━━━━━ Data extract
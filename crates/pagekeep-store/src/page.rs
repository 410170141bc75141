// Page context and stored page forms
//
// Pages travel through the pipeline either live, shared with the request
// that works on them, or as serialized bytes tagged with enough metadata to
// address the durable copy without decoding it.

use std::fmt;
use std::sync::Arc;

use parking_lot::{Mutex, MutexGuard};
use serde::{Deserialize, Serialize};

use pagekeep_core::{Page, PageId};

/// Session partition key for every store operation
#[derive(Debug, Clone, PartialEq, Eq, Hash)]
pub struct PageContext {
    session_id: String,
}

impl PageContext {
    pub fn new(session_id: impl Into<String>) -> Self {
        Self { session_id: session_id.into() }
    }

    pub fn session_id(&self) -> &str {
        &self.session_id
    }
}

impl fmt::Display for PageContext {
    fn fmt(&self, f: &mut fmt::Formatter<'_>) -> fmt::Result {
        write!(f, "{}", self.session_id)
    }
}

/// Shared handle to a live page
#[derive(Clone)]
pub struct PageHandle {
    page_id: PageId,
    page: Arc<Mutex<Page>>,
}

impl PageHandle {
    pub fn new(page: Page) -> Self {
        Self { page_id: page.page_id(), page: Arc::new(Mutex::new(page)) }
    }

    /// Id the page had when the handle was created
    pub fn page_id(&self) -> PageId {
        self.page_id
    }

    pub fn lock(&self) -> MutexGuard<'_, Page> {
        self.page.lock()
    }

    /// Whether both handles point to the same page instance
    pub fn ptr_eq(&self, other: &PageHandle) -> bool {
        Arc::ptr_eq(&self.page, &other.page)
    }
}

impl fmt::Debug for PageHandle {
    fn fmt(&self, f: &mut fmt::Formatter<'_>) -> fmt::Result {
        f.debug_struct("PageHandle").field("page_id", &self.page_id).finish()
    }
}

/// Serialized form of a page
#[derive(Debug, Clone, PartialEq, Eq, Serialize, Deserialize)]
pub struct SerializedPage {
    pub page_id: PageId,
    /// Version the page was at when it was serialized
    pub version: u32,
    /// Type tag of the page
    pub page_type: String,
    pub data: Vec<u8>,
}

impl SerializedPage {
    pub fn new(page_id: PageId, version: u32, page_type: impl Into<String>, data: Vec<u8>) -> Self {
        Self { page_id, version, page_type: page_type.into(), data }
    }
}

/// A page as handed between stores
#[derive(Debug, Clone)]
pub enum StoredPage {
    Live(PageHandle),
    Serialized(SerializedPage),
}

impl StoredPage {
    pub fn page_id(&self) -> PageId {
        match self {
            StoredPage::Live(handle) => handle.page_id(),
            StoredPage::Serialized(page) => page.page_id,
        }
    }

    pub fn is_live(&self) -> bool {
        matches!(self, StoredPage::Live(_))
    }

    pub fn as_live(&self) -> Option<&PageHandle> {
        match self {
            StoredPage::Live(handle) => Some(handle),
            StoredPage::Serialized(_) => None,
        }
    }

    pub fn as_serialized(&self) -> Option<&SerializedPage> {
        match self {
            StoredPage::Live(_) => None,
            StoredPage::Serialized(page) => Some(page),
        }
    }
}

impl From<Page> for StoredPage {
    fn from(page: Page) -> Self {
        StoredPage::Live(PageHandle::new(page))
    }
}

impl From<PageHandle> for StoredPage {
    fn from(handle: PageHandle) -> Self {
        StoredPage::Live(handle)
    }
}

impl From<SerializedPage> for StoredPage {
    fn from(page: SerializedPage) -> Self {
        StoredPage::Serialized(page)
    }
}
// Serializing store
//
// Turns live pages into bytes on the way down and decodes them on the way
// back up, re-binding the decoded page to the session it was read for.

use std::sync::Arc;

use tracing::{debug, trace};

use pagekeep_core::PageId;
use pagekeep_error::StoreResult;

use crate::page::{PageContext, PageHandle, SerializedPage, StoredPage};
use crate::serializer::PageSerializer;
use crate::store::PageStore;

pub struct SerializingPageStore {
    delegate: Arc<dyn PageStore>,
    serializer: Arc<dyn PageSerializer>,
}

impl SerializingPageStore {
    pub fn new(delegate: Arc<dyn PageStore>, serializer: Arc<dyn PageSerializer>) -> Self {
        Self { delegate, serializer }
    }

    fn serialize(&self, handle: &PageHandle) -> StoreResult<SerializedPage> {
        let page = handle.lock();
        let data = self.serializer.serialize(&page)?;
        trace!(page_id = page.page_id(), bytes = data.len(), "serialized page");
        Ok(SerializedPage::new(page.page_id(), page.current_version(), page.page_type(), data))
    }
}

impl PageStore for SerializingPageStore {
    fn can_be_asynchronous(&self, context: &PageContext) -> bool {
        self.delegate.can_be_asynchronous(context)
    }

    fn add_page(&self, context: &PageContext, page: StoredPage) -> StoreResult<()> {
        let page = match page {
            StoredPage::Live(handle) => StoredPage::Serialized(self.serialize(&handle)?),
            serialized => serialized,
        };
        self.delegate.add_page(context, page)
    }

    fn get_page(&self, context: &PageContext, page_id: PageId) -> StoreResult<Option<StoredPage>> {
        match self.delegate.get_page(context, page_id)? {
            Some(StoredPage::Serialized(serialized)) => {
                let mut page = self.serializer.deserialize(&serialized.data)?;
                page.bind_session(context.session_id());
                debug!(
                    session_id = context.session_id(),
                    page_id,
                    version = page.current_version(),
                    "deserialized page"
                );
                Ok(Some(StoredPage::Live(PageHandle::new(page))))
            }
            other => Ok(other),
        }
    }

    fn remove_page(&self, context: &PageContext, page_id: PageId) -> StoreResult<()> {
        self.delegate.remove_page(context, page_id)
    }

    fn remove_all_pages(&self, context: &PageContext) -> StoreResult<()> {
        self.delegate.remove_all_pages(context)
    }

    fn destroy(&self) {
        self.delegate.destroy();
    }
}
━━━━━━━━━━
▶ _Work required_: Give back the data above word for word.

▶ _Task response_:
filename crates/pagekeep-store/src/page.rs
repository 410170141bc75141
// Page context and stored page forms
//
// Pages travel through the pipeline either live, shared with the request
// that works on them, or as serialized bytes tagged with enough metadata to
// address the durable copy without decoding it.

use std::fmt;
use std::sync::Arc;

use parking_lot::{Mutex, MutexGuard};
use serde::{Deserialize, Serialize};

use pagekeep_core::{Page, PageId};

/// Session partition key for every store operation
#[derive(Debug, Clone, PartialEq, Eq, Hash)]
pub struct PageContext {
    session_id: String,
}

impl PageContext {
    pub fn new(session_id: impl Into<String>) -> Self {
        Self { session_id: session_id.into() }
    }

    pub fn session_id(&self) -> &str {
        &self.session_id
    }
}

impl fmt::Display for PageContext {
    fn fmt(&self, f: &mut fmt::Formatter<'_>) -> fmt::Result {
        write!(f, "{}", self.session_id)
    }
}

/// Shared handle to a live page
#[derive(Clone)]
pub struct PageHandle {
    page_id: PageId,
    page: Arc<Mutex<Page>>,
}

impl PageHandle {
    pub fn new(page: Page) -> Self {
        Self { page_id: page.page_id(), page: Arc::new(Mutex::new(page)) }
    }

    /// Id the page had when the handle was created
    pub fn page_id(&self) -> PageId {
        self.page_id
    }

    pub fn lock(&self) -> MutexGuard<'_, Page> {
        self.page.lock()
    }

    /// Whether both handles point to the same page instance
    pub fn ptr_eq(&self, other: &PageHandle) -> bool {
        Arc::ptr_eq(&self.page, &other.page)
    }
}

impl fmt::Debug for PageHandle {
    fn fmt(&self, f: &mut fmt::Formatter<'_>) -> fmt::Result {
        f.debug_struct("PageHandle").field("page_id", &self.page_id).finish()
    }
}

/// Serialized form of a page
#[derive(Debug, Clone, PartialEq, Eq, Serialize, Deserialize)]
pub struct SerializedPage {
    pub page_id: PageId,
    /// Version the page was at when it was serialized
    pub version: u32,
    /// Type tag of the page
    pub page_type: String,
    pub data: Vec<u8>,
}

impl SerializedPage {
    pub fn new(page_id: PageId, version: u32, page_type: impl Into<String>, data: Vec<u8>) -> Self {
        Self { page_id, version, page_type: page_type.into(), data }
    }
}

/// A page as handed between stores
#[derive(Debug, Clone)]
pub enum StoredPage {
    Live(PageHandle),
    Serialized(SerializedPage),
}

impl StoredPage {
    pub fn page_id(&self) -> PageId {
        match self {
            StoredPage::Live(handle) => handle.page_id(),
            StoredPage::Serialized(page) => page.page_id,
        }
    }

    pub fn is_live(&self) -> bool {
        matches!(self, StoredPage::Live(_))
    }

    pub fn as_live(&self) -> Option<&PageHandle> {
        match self {
            StoredPage::Live(handle) => Some(handle),
            StoredPage::Serialized(_) => None,
        }
    }

    pub fn as_serialized(&self) -> Option<&SerializedPage> {
        match self {
            StoredPage::Live(_) => None,
            StoredPage::Serialized(page) => Some(page),
        }
    }
}

impl From<Page> for StoredPage {
    fn from(page: Page) -> Self {
        StoredPage::Live(PageHandle::new(page))
    }
}

impl From<PageHandle> for StoredPage {
    fn from(handle: PageHandle) -> Self {
        StoredPage::Live(handle)
    }
}

impl From<SerializedPage> for StoredPage {
    fn from(page: SerializedPage) -> Self {
        StoredPage::Serialized(page)
    }
}
// Serializing store
//
// Turns live pages into bytes on the way down and decodes them on the way
// back up, re-binding the decoded page to the session it was read for.

use std::sync::Arc;

use tracing::{debug, trace};

use pagekeep_core::PageId;
use pagekeep_error::StoreResult;

use crate::page::{PageContext, PageHandle, SerializedPage, StoredPage};
use crate::serializer::PageSerializer;
use crate::store::PageStore;

pub struct SerializingPageStore {
    delegate: Arc<dyn PageStore>,
    serializer: Arc<dyn PageSerializer>,
}

impl SerializingPageStore {
    pub fn new(delegate: Arc<dyn PageStore>, serializer: Arc<dyn PageSerializer>) -> Self {
        Self { delegate, serializer }
    }

    fn serialize(&self, handle: &PageHandle) -> StoreResult<SerializedPage> {
        let page = handle.lock();
        let data = self.serializer.serialize(&page)?;
        trace!(page_id = page.page_id(), bytes = data.len(), "serialized page");
        Ok(SerializedPage::new(page.page_id(), page.current_version(), page.page_type(), data))
    }
}

impl PageStore for SerializingPageStore {
    fn can_be_asynchronous(&self, context: &PageContext) -> bool {
        self.delegate.can_be_asynchronous(context)
    }

    fn add_page(&self, context: &PageContext, page: StoredPage) -> StoreResult<()> {
        let page = match page {
            StoredPage::Live(handle) => StoredPage::Serialized(self.serialize(&handle)?),
            serialized => serialized,
        };
        self.delegate.add_page(context, page)
    }

    fn get_page(&self, context: &PageContext, page_id: PageId) -> StoreResult<Option<StoredPage>> {
        match self.delegate.get_page(context, page_id)? {
            Some(StoredPage::Serialized(serialized)) => {
                let mut page = self.serializer.deserialize(&serialized.data)?;
                page.bind_session(context.session_id());
                debug!(
                    session_id = context.session_id(),
                    page_id,
                    version = page.current_version(),
                    "deserialized page"
                );
                Ok(Some(StoredPage::Live(PageHandle::new(page))))
            }
            other => Ok(other),
        }
    }

    fn remove_page(&self, context: &PageContext, page_id: PageId) -> StoreResult<()> {
        self.delegate.remove_page(context, page_id)
    }

    fn remove_all_pages(&self, context: &PageContext) -> StoreResult<()> {
        self.delegate.remove_all_pages(context)
    }

    fn destroy(&self) {
        self.delegate.destroy();
    }
}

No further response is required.